La Calliroe is an opera in three acts by Josef Mysliveček set to a libretto by Mattia Verazi that is based on Greek legends about the Oceanid Callirrhoe. The original setting of the text was performed as Calliroe with music by Antonio Sacchini in Schloss Ludwigsburg in 1770. This opera (and all the rest of Mysliveček's operas) belong to the serious type in Italian language referred to as opera seria that usually featured the designation dramma per musica in librettos. Vocal pieces from the opera composed for the singer Luigi Marchesi in the role of Tarsile were widely copied in eighteenth-century collections of operatic arias.

==Performance history==

The opera was first performed at the Teatro San Carlo in Naples on 30 May 1779 to commemorate the nameday of Ferdinand, the king of Naples. La Calliroe was the first opera Mysliveček composed after returning to Italy from Munich, where he was detained for months in order to recover from an operation intended to alleviate the effects of syphilis. Taking advantage of his position as the composer most frequently engaged to compose operas for the Teatro San Carlo during the 1770s, he made certain that the finest singers who had appeared in his opera Ezio in Munich in 1777 were engaged for La Calliroe. In a letter to his father of 11 October 1777, Wolfgang Amadeus Mozart reported how Mysliveček bragged to him about his ability to influence the choice of singers at the San Carlo. One of the cast members was the great castrato Luigi Marchesi, a close professional associate of the composer, whose career was critically aided by Mysliveček's intervention. Following his appearances in Mysliveček's operas La Calliroe and L'Olimpiade the following autumn, Marchesi was able to establish himself permanently as one of the leading singers in Italy. La Calliroe was very well received by the Neapolitan musical public, one of the most successful of the nine operas Mysliveček composed for the Teatro San Carlo. It was revived in Pisa and Pontremoli in the spring of 1779 and in Siena the following summer.

==Roles==

| Cast | Voice type | Premiere, 30 May 1778, Teatro San Carlo, Naples |
|---|---|---|
| Agricane | tenor | Giovanni Ansani |
| Calliroe | soprano | Giuseppa Maccherini Ansani |
| Tarsile | soprano castrato | Luigi Marchesi |
| Arsace | soprano castrato | Pietro Muschietti |
| Briceste | soprano | Gertrude Flavis |
| Sidonio | soprano | Antonia Rubinacci (in a breeches role) |

==Vocal set pieces==

Act I, scene 1 - Aria of Tarsile, "Se fedel mi serba il fato"

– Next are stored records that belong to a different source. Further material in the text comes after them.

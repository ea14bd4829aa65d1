use std::path::Path;
use std::time::Duration;

use serde::{Serialize, Deserialize};
use thiserror::Error;

#[derive(Debug, Error)]
pub enum ConfigError {
    #[error("failed to read config: {0}")]
    Io(#[from] std::io::Error),
    #[error("invalid config: {0}")]
    Parse(#[from] serde_json::Error),
    #[error("unknown log level '{0}'")]
    LogLevel(String),
}

/// Application configuration. Every field has a default, so `{}` is a valid config.
#[derive(Debug, Clone, Default, PartialEq, Serialize, Deserialize)]
#[serde(default)]
pub struct Config {
    pub messaging: MessagingConfig,
    pub view_model: ViewModelConfig,
    /// One of `error`, `warn`, `info`, `debug`, `trace`. Defaults to `warn`.
    pub log_level: Option<String>,
}

impl Config {
    pub fn from_json(json: &str) -> Result<Self, ConfigError> {
        Ok(serde_json::from_str(json)?)
    }

    pub fn load(path: impl AsRef<Path>) -> Result<Self, ConfigError> {
        Self::from_json(&std::fs::read_to_string(path)?)
    }

    pub fn log_level(&self) -> Result<Option<log::Level>, ConfigError> {
        self.log_level.as_deref()
            .map(|level| level.parse().map_err(|_| ConfigError::LogLevel(level.to_string())))
            .transpose()
    }
}

#[derive(Debug, Clone, PartialEq, Serialize, Deserialize)]
#[serde(default)]
pub struct MessagingConfig {
    /// String resource holding the push sender id.
    pub sender_id_resource: String,
    /// Wait before handing a launch notification to an already registered callback.
    /// Zero defers to the next scheduler turn.
    pub launch_delivery_delay_ms: u64,
    /// First platform API level that can report whether notifications are enabled.
    pub notification_query_min_sdk: u32,
}

impl MessagingConfig {
    pub fn launch_delivery_delay(&self) -> Duration {
        Duration::from_millis(self.launch_delivery_delay_ms)
    }
}

impl Default for MessagingConfig {
    fn default() -> Self {
        MessagingConfig{
            sender_id_resource: "gcm_defaultSenderId".to_string(),
            launch_delivery_delay_ms: 0,
            notification_query_min_sdk: 24,
        }
    }
}

#[derive(Debug, Clone, PartialEq, Serialize, Deserialize)]
#[serde(default)]
pub struct ViewModelConfig {
    /// Delay between receiving a push message and alerting it.
    pub message_alert_delay_ms: u64,
    pub demo_topic: String,
}

impl ViewModelConfig {
    pub fn message_alert_delay(&self) -> Duration {
        Duration::from_millis(self.message_alert_delay_ms)
    }
}

impl Default for ViewModelConfig {
    fn default() -> Self {
        ViewModelConfig{message_alert_delay_ms: 500, demo_topic: "demo".to_string()}
    }
}

#[cfg(test)]
#[path = "config_tests.rs"]
mod tests;
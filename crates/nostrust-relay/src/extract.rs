// crates/nostrust-relay/src/extract.rs
//
// Turning subscription results into identity sets.
//
// Follow and mute lists are replaceable events, so only the newest one
// counts. Reports and reposts are regular events and are read in full.

use std::collections::HashSet;

use serde::Deserialize;
use tracing::debug;

use nostrust_core::Identity;

use crate::event::Event;

/// The newest event of the batch; the first one wins a tie.
pub fn latest(events: &[Event]) -> Option<&Event> {
    events
        .iter()
        .reduce(|best, e| if e.created_at > best.created_at { e } else { best })
}

/// Valid `p` tag targets of one event, in tag order, duplicates kept.
pub fn tagged_identities(event: &Event) -> Vec<Identity> {
    event
        .p_tag_values()
        .filter_map(|value| match Identity::from_hex(value) {
            Ok(identity) => Some(identity),
            Err(_) => {
                debug!(value, event = %event.id, "skipping malformed p tag");
                None
            }
        })
        .collect()
}

/// Entries of the newest follow or mute list.
pub fn list_members(events: &[Event]) -> Vec<Identity> {
    latest(events).map(tagged_identities).unwrap_or_default()
}

/// Distinct authors of the batch, in arrival order.
pub fn distinct_authors(events: &[Event]) -> Vec<Identity> {
    let mut seen = HashSet::new();
    events
        .iter()
        .filter_map(Event::author)
        .filter(|author| seen.insert(*author))
        .collect()
}

/// Distinct `p` tag targets across the batch, in arrival order.
pub fn distinct_targets(events: &[Event]) -> Vec<Identity> {
    let mut seen = HashSet::new();
    events
        .iter()
        .flat_map(tagged_identities)
        .filter(|target| seen.insert(*target))
        .collect()
}

/// Every `p` tag target across the batch, duplicates kept.
pub fn all_targets(events: &[Event]) -> Vec<Identity> {
    events.iter().flat_map(tagged_identities).collect()
}

#[derive(Debug, Default, Deserialize)]
struct ProfileMetadata {
    #[serde(default)]
    display_name: Option<String>,
    #[serde(default)]
    name: Option<String>,
}

/// Display name from the newest profile event: `display_name` if set, else
/// `name`. `None` when neither is usable.
pub fn display_name(events: &[Event]) -> Option<String> {
    let event = latest(events)?;
    let profile: ProfileMetadata = serde_json::from_str(&event.content).ok()?;
    [profile.display_name, profile.name]
        .into_iter()
        .flatten()
        .find(|name| !name.trim().is_empty())
}
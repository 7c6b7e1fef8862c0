// crates/nostrust-core/src/traits.rs

use async_trait::async_trait;

use crate::error::NostrustError;
use crate::identity::Identity;

/// Read access to the declared social graph.
///
/// Implemented by nostrust-relay (websocket relay client) and by
/// [`crate::MemoryGraph`]. Implementations own retries and timeouts; the
/// engine only decides whether a failure is fatal or degrades to "no data".
#[async_trait]
pub trait SocialGraphSource: Send + Sync {
    /// Identities `identity` follows, in declared order.
    async fn get_follows(&self, identity: &Identity) -> Result<Vec<Identity>, NostrustError>;

    /// Identities `identity` has muted.
    async fn get_mutes(&self, identity: &Identity) -> Result<Vec<Identity>, NostrustError>;

    /// Distinct identities that have reported `identity`.
    async fn get_reported_by(&self, identity: &Identity) -> Result<Vec<Identity>, NostrustError>;

    /// Identities `identity` has reported.
    async fn get_reports(&self, identity: &Identity) -> Result<Vec<Identity>, NostrustError>;

    /// Authors of notes `identity` has reposted. Duplicates are meaningful.
    async fn get_reposts(&self, identity: &Identity) -> Result<Vec<Identity>, NostrustError>;
}

/// Best-effort display name lookup.
#[async_trait]
pub trait NameResolver: Send + Sync {
    /// Human-readable name, or the npub form if none can be found.
    async fn display_name(&self, identity: &Identity) -> String;
}

/// Resolver that never leaves the process: every name is the npub.
#[derive(Debug, Clone, Copy, Default)]
pub struct NpubResolver;

#[async_trait]
impl NameResolver for NpubResolver {
    async fn display_name(&self, identity: &Identity) -> String {
        identity.to_npub()
    }
}
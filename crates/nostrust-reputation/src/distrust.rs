// crates/nostrust-reputation/src/distrust.rs
//
// Distrust passes: mutes, reports from trusted identities, and reports from
// identities outside the scored set.
//
// Every pass runs in two phases. First it reads a snapshot of the ledger and
// stages one adjustment per target in a `SideTable`, where a later source
// overwrites an earlier one for the same target. Then the whole table is
// added into the ledger at once. Sources are visited in ledger order.

use tracing::{debug, info};

use nostrust_core::{EngineConfig, Identity, SocialGraphSource};

use crate::fetch::{fetch_many, Relation};
use crate::ledger::{Ledger, SideTable};

/// Identities scoring strictly above `threshold`, with their scores.
pub(crate) fn sources_above(ledger: &Ledger, threshold: f64) -> (Vec<Identity>, Vec<f64>) {
    ledger.iter().filter(|&(_, score)| score > threshold).unzip()
}

/// Stage mute penalties without touching the ledger.
///
/// Every positively scored identity `p` with `k` mutes gives each muted
/// identity `-score(p) / k`, provided that share reaches the minimum trust
/// score.
pub async fn compute_mute_distrust<S: SocialGraphSource + ?Sized>(
    source: &S,
    config: &EngineConfig,
    ledger: &Ledger,
) -> SideTable {
    let mut side = SideTable::new();
    if !config.mute_enable {
        return side;
    }

    let (muters, scores) = sources_above(ledger, 0.0);
    let mute_sets = fetch_many(source, Relation::Mutes, &muters, config.fetch_concurrency).await;

    for (score, mutes) in scores.into_iter().zip(mute_sets) {
        let k = mutes.len() as f64;
        for muted in mutes {
            let share = score / k;
            if share >= config.minimum_trust_score {
                side.set(muted, -share);
            }
        }
    }
    side
}

/// Apply mute penalties to the ledger. No-op when mutes are disabled.
pub async fn apply_mute_distrust<S: SocialGraphSource + ?Sized>(
    source: &S,
    config: &EngineConfig,
    ledger: &mut Ledger,
) {
    if !config.mute_enable {
        return;
    }
    info!("Going through mutes. This can take a while.");
    let side = compute_mute_distrust(source, config, ledger).await;
    debug!(ledger = ledger.len(), staged = side.len(), "mute pass staged");
    ledger.merge(side);
}

/// Stage report penalties without touching the ledger.
///
/// Every identity scoring above the report eligibility threshold gives each
/// identity it reported its full score as a penalty. Unlike mutes, the
/// penalty is not divided by how many identities the reporter reported.
pub async fn compute_report_distrust<S: SocialGraphSource + ?Sized>(
    source: &S,
    config: &EngineConfig,
    ledger: &Ledger,
) -> SideTable {
    let mut side = SideTable::new();
    if !config.reports_enable {
        return side;
    }

    let (reporters, scores) = sources_above(ledger, config.report_eligibility_threshold);
    let report_sets = fetch_many(source, Relation::Reports, &reporters, config.fetch_concurrency).await;

    for (score, reported) in scores.into_iter().zip(report_sets) {
        for target in reported {
            side.set(target, -score);
        }
    }
    side
}

/// Apply report penalties to the ledger. No-op when reports are disabled.
pub async fn apply_report_distrust<S: SocialGraphSource + ?Sized>(
    source: &S,
    config: &EngineConfig,
    ledger: &mut Ledger,
) {
    if !config.reports_enable {
        return;
    }
    info!("Going through reports. This can take a while.");
    let side = compute_report_distrust(source, config, ledger).await;
    debug!(ledger = ledger.len(), staged = side.len(), "report pass staged");
    ledger.merge(side);
}

/// Stage penalties for identities reported by someone outside `subset`.
///
/// Every identity in `subset`, whatever its sign, that has at least one
/// reporter not keyed in `subset` gets a flat `-untrusted_reports_weight`.
/// Several such reporters still yield a single penalty.
pub async fn compute_untrusted_report_distrust<S: SocialGraphSource + ?Sized>(
    source: &S,
    config: &EngineConfig,
    subset: &Ledger,
) -> SideTable {
    let mut side = SideTable::new();
    if !config.reports_enable {
        return side;
    }

    let targets: Vec<Identity> = subset.iter().map(|(identity, _)| identity).collect();
    let reporter_sets = fetch_many(source, Relation::ReportedBy, &targets, config.fetch_concurrency).await;

    for (target, reporters) in targets.into_iter().zip(reporter_sets) {
        for reporter in reporters {
            if !subset.contains(&reporter) {
                side.set(target, -config.untrusted_reports_weight);
            }
        }
    }
    side
}

/// Apply untrusted-report penalties to a subset of the ledger.
///
/// Meant for small subsets (a benchmark list, a single lookup), never the
/// full pipeline ledger: it costs one lookup per entry.
pub async fn apply_untrusted_report_distrust<S: SocialGraphSource + ?Sized>(
    source: &S,
    config: &EngineConfig,
    subset: &mut Ledger,
) {
    if !config.reports_enable {
        return;
    }
    let side = compute_untrusted_report_distrust(source, config, subset).await;
    debug!(subset = subset.len(), staged = side.len(), "untrusted report pass staged");
    subset.merge(side);
}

Act I, scene 2 - Aria of Agricane, "Son guerriero e sono amante"

Act I, scene 4 - Aria of Sidonio, "Del tuo diletto del caro oggetto"

Act I, scene 5 - Aria of Calliroe, "Se dal cielo amiche stelle

Act I, scene 6 - Aria of Briceste, "Perder l'oggetto di un grato amore"

Act I, scene 8 - Cavatina for Agricane, "Care pupille belle"

Act I, scene 9 - Aria of Arsace, "Dalla fatal procella"

Act I, scene 10 - Accompanied recitative for Calliroe and Tarsile, "Ah no, Tarsile"

Act I, scene 10 - Duet for Calliroe and Tarsile, "Serena quei rai"

Act II, scene 1 - Aria of Sidonio, "So che fù troppo audace"

Act II, scene 8 - Accompanied recitative for Tarsile, "In tanto almeno"

Act II, scene 8 - Aria of Tarsile, "Parto, ma in questo addio"

Act II, scene 10 - Aria of Briceste, "Son tra notturni orrori"

Act II, scene 11 - Accompanied recitative for Calliroe, "In van ragioni"

Act II, scene 11 - Aria of Calliroe, "Tergi, o caro, il pianto amaro"

Act II, scene 13 - Aria of Arsace, "Vada, si, in campo armato"

Act II, scene 14 - Aria of Agricane, "Odo le mestre voci"

Act II, scene 15 - Accompanied recitative of Tarsile, "Che risolvi Tarsile?"

Act II, scene 15 - Aria of Tarsile, "Mille cose in un momento"

Act III, scene 1 - Aria of Calliroe - "Ritorna nell'alma il dolce sereno"

Act III, scene 4 - Aria of Agricane, "Da cento affanni e cento"

Act III, scene 7 - Aria (Rondò) of Tarsile, "Volgi ridente, o cara"

==Score==
The complete score of La Calliroe is available for study online on the Italian website Internet Culturale in the form of a reproduction of a manuscript once in the possession of the Teatro San Carlo of Naples.